### Description of the task
Could you reproduce all of the records exactly?

(Dataset entries)
//! Retail bank simulator.
//!
//! An in-memory model of a small bank driven by line-oriented operator
//! commands. Customers hold Savings, Student or Fixed Deposit accounts; staff
//! (Managing Director, Officers, Cashiers) act on them under a fixed
//! permission table; loans go through request and bulk approval; and a
//! year-end tick accrues interest, loan interest and service charges.
//!
//! # Layout
//!
//! - [`models`]: accounts, employees, loans, operation log entries
//! - [`services`]: the [`Bank`] aggregate and the interest pipeline
//! - [`handlers`]: the command dispatcher and reply rendering
//! - [`config`] / [`error`]: environment configuration and [`BankError`]

pub mod config;
pub mod error;
pub mod handlers;
pub mod models;
pub mod services;

pub use config::{Config, OutputFormat};
pub use error::{BankError, BankResult};
pub use handlers::Dispatcher;
pub use models::account::{Account, AccountKind};
pub use models::employee::{Employee, Permission, Role};
pub use models::loan::Loan;
pub use services::bank::{BalanceReport, Bank, YearEnd};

### Expected output
//! Retail bank simulator.
//!
//! An in-memory model of a small bank driven by line-oriented operator
//! commands. Customers hold Savings, Student or Fixed Deposit accounts; staff
//! (Managing Director, Officers, Cashiers) act on them under a fixed
//! permission table; loans go through request and bulk approval; and a
//! year-end tick accrues interest, loan interest and service charges.
//!
//! # Layout
//!
//! - [`models`]: accounts, employees, loans, operation log entries
//! - [`services`]: the [`Bank`] aggregate and the interest pipeline
//! - [`handlers`]: the command dispatcher and reply rendering
//! - [`config`] / [`error`]: environment configuration and [`BankError`]

pub mod config;
pub mod error;
pub mod handlers;
pub mod models;
pub mod services;

pub use config::{Config, OutputFormat};
pub use error::{BankError, BankResult};
pub use handlers::Dispatcher;
pub use models::account::{Account, AccountKind};
pub use models::employee::{Employee, Permission, Role};
pub use models::loan::Loan;
pub use services::bank::{BalanceReport, Bank, YearEnd};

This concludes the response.